## INPUT FOR THIS TASK
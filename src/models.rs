//! Data models shared by every provider and by the store.
//!
//! This module defines the core data structures used throughout the application:
//! - [`Article`]: The normalized article every provider adapter produces
//! - [`FilterCriteria`]: Optional keyword/date/category/source/author constraints
//! - [`FetchStatus`]: The four-state lifecycle of a fetch
//! - [`ProviderId`]: Which news API a request targets
//!
//! Provider-specific payload types live next to their adapters in
//! [`crate::providers`] and never escape them.

use chrono::NaiveDate;
use serde::{Deserialize, Serialize};
use std::fmt;
use std::str::FromStr;

use crate::search::SearchError;

/// Image shown for articles whose provider supplies no picture.
pub const PLACEHOLDER_IMAGE: &str =
    "https://unsplash.com/photos/man-sitting-on-bench-reading-newspaper-_Zua2hyvTBk";

/// A news article after normalization.
///
/// Every article has the same shape regardless of which provider it came
/// from. Nested provider structures (multimedia lists, byline objects,
/// `fields` blocks) are fully consumed by the adapters.
///
/// # JSON Schema
///
/// Fields serialize in camelCase (`imageUrl`, `publishedAt`, `sourceName`)
/// so saved searches read the same as the provider payloads they came from.
#[derive(Debug, Clone, PartialEq, Eq, Deserialize, Serialize)]
#[serde(rename_all = "camelCase")]
pub struct Article {
    /// The article headline.
    pub title: String,
    /// Link to the article on the provider's site.
    pub url: String,
    /// Plain-text teaser or abstract.
    pub description: Option<String>,
    /// Author name with any `By ` prefix removed.
    pub author: Option<String>,
    /// Lead image, or [`PLACEHOLDER_IMAGE`].
    pub image_url: Option<String>,
    /// ISO-8601 publication date: RFC 3339 for timestamps, `YYYY-MM-DD` for date-only values.
    pub published_at: Option<String>,
    /// Publication name, e.g. "The Guardian".
    pub source_name: Option<String>,
    /// Section or category name, when the provider exposes one.
    pub category: Option<String>,
}

/// Optional constraints a user can put on a search.
///
/// Absent and blank fields impose no constraint; present fields are ANDed.
#[derive(Debug, Clone, Default, PartialEq, Eq, Deserialize, Serialize)]
pub struct FilterCriteria {
    #[serde(default, skip_serializing_if = "Option::is_none")]
    pub keyword: Option<String>,
    /// A calendar day, no time component.
    #[serde(default, skip_serializing_if = "Option::is_none")]
    pub date: Option<NaiveDate>,
    #[serde(default, skip_serializing_if = "Option::is_none")]
    pub category: Option<String>,
    #[serde(default, skip_serializing_if = "Option::is_none")]
    pub source: Option<String>,
    #[serde(default, skip_serializing_if = "Option::is_none")]
    pub author: Option<String>,
}

impl FilterCriteria {
    pub fn keyword(&self) -> Option<&str> {
        present(&self.keyword)
    }

    pub fn category(&self) -> Option<&str> {
        present(&self.category)
    }

    pub fn source(&self) -> Option<&str> {
        present(&self.source)
    }

    pub fn author(&self) -> Option<&str> {
        present(&self.author)
    }

    /// `true` when no field constrains anything.
    pub fn is_empty(&self) -> bool {
        self.keyword().is_none()
            && self.date.is_none()
            && self.category().is_none()
            && self.source().is_none()
            && self.author().is_none()
    }
}

fn present(field: &Option<String>) -> Option<&str> {
    field.as_deref().map(str::trim).filter(|s| !s.is_empty())
}

/// Lifecycle of a single fetch.
#[derive(Debug, Clone, Copy, Default, PartialEq, Eq, Deserialize, Serialize)]
#[serde(rename_all = "lowercase")]
pub enum FetchStatus {
    #[default]
    Idle,
    Loading,
    Succeeded,
    Failed,
}

impl fmt::Display for FetchStatus {
    fn fmt(&self, f: &mut fmt::Formatter<'_>) -> fmt::Result {
        let s = match self {
            FetchStatus::Idle => "idle",
            FetchStatus::Loading => "loading",
            FetchStatus::Succeeded => "succeeded",
            FetchStatus::Failed => "failed",
        };
        f.write_str(s)
    }
}

/// The three supported news APIs.
///
/// | Variant | API | Names accepted |
/// |---------|-----|----------------|
/// | `Headline` | NewsAPI | `headline`, `newsapi` |
/// | `LongForm` | New York Times | `longform`, `nyt` |
/// | `Regional` | The Guardian | `regional`, `guardian` |
#[derive(Debug, Clone, Copy, PartialEq, Eq, Hash, Deserialize, Serialize)]
#[serde(rename_all = "lowercase")]
pub enum ProviderId {
    Headline,
    #[serde(rename = "longform")]
    LongForm,
    Regional,
}

impl ProviderId {
    pub const ALL: [ProviderId; 3] = [ProviderId::Headline, ProviderId::LongForm, ProviderId::Regional];

    pub fn as_str(&self) -> &'static str {
        match self {
            ProviderId::Headline => "headline",
            ProviderId::LongForm => "longform",
            ProviderId::Regional => "regional",
        }
    }
}

impl fmt::Display for ProviderId {
    fn fmt(&self, f: &mut fmt::Formatter<'_>) -> fmt::Result {
        f.write_str(self.as_str())
    }
}

impl FromStr for ProviderId {
    type Err = SearchError;

    fn from_str(s: &str) -> Result<Self, Self::Err> {
        match s.trim().to_ascii_lowercase().as_str() {
            "headline" | "newsapi" => Ok(ProviderId::Headline),
            "longform" | "nyt" => Ok(ProviderId::LongForm),
            "regional" | "guardian" => Ok(ProviderId::Regional),
            _ => Err(SearchError::UnsupportedProvider(s.to_string())),
        }
    }
}
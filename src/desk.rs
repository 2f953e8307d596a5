//! The coordinator that owns the article store.
//!
//! [`Desk`] is the explicit context object a front end holds: it pairs a
//! [`Searcher`] with an [`ArticleStore`] and is the only place store
//! transitions are applied. Each run is `start → search → succeed | fail`.

use serde::{Deserialize, Serialize};
use tracing::{error, info, instrument};

use crate::models::{Article, FilterCriteria, ProviderId};
use crate::search::{SearchError, Searcher, Transport};
use crate::store::{ArticleStore, StoreView};

/// Which endpoint a request goes to.
#[derive(Debug, Clone, Copy, Default, PartialEq, Eq, Deserialize, Serialize)]
#[serde(rename_all = "lowercase")]
pub enum Mode {
    /// Provider search endpoint; criteria split between server and client.
    #[default]
    Search,
    /// Provider listing endpoint; criteria ignored.
    Headlines,
    /// Listing endpoint filtered client-side by the criteria.
    Feed,
}

#[derive(Debug, Clone, PartialEq, Eq, Deserialize, Serialize)]
pub struct SearchRequest {
    /// Provider name as typed by the user; parsed at run time.
    pub provider: String,
    pub criteria: FilterCriteria,
    pub mode: Mode,
}

pub struct Desk<T> {
    searcher: Searcher<T>,
    store: ArticleStore,
}

impl<T: Transport> Desk<T> {
    pub fn new(searcher: Searcher<T>) -> Self {
        Self {
            searcher,
            store: ArticleStore::new(),
        }
    }

    /// Run `request` and record the outcome in the store.
    ///
    /// Returns the number of articles on success. On failure the store is
    /// left in `failed` with the error text and the error is returned too,
    /// so the caller can decide whether to try again.
    #[instrument(level = "info", skip_all, fields(provider = %request.provider, mode = ?request.mode))]
    pub async fn run(&mut self, request: &SearchRequest) -> Result<usize, SearchError> {
        self.store.start();

        match self.fetch(request).await {
            Ok(articles) => {
                let count = articles.len();
                if let Err(e) = self.store.succeed(articles) {
                    error!(error = %e, "Store rejected transition");
                }
                info!(count, status = %self.store.status(), "Desk run succeeded");
                Ok(count)
            }
            Err(e) => {
                if let Err(te) = self.store.fail(e.to_string()) {
                    error!(error = %te, "Store rejected transition");
                }
                info!(error = %e, "Desk run failed");
                Err(e)
            }
        }
    }

    pub fn view(&self) -> StoreView<'_> {
        self.store.view()
    }

    pub fn clear(&mut self) {
        self.store.clear();
    }

    async fn fetch(&self, request: &SearchRequest) -> Result<Vec<Article>, SearchError> {
        let provider: ProviderId = request.provider.parse()?;
        match request.mode {
            Mode::Search => self.searcher.search(provider, &request.criteria).await,
            Mode::Headlines => self.searcher.headlines(provider).await,
            Mode::Feed => self.searcher.feed(provider, &request.criteria).await,
        }
    }
}
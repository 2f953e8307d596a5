//! Markdown rendering of the store view.
//!
//! One section per article:
//!
//! ```text
//! ### [Title](https://link)
//! *The Guardian · Jane Doe · 2024-05-01 · World news*
//!
//! Description text.
//!
//! ![](https://image)
//! ```

use std::fmt::Write;

use crate::models::{Article, FetchStatus};
use crate::store::StoreView;
use crate::utils::calendar_day;

/// Day an article was published, or `Unknown date`.
pub fn published_label(article: &Article) -> String {
    article
        .published_at
        .as_deref()
        .and_then(calendar_day)
        .map(|d| d.format("%Y-%m-%d").to_string())
        .unwrap_or_else(|| "Unknown date".to_string())
}

fn write_article(md: &mut String, article: &Article) {
    writeln!(md, "### [{}]({})", article.title, article.url).unwrap();

    let date = published_label(article);
    let meta: Vec<&str> = [
        article.source_name.as_deref(),
        article.author.as_deref(),
        Some(date.as_str()),
        article.category.as_deref(),
    ]
    .into_iter()
    .flatten()
    .collect();
    writeln!(md, "*{}*\n", meta.join(" · ")).unwrap();

    if let Some(description) = &article.description {
        writeln!(md, "{description}\n").unwrap();
    }
    if let Some(image) = &article.image_url {
        writeln!(md, "![]({image})\n").unwrap();
    }
}

fn write_articles(md: &mut String, articles: &[Article]) {
    for article in articles {
        write_article(md, article);
    }
}

/// Render loading, error, empty and populated states.
pub fn render(view: &StoreView<'_>) -> String {
    let mut md = String::new();
    match view.status {
        FetchStatus::Idle => md.push_str("No search has been run.\n"),
        FetchStatus::Loading => md.push_str("Loading news...\n"),
        FetchStatus::Failed => {
            writeln!(md, "Error: {}\n", view.error.unwrap_or("Something went wrong")).unwrap();
            if let Some(previous) = view.articles.filter(|a| !a.is_empty()) {
                writeln!(md, "## Previous results ({})\n", previous.len()).unwrap();
                write_articles(&mut md, previous);
            }
        }
        FetchStatus::Succeeded => match view.articles {
            Some(articles) if !articles.is_empty() => {
                writeln!(md, "## {} articles\n", articles.len()).unwrap();
                write_articles(&mut md, articles);
            }
            _ => md.push_str("No articles found.\n"),
        },
    }
    md
}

## WHAT IS NEEDED
Search the data above for the string "SearchRequest". Report every line where it is found.

## WRITTEN SOLUTION
pub struct SearchRequest {
    pub async fn run(&mut self, request: &SearchRequest) -> Result<usize, SearchError> {
    async fn fetch(&self, request: &SearchRequest) -> Result<Vec<Article>, SearchError> {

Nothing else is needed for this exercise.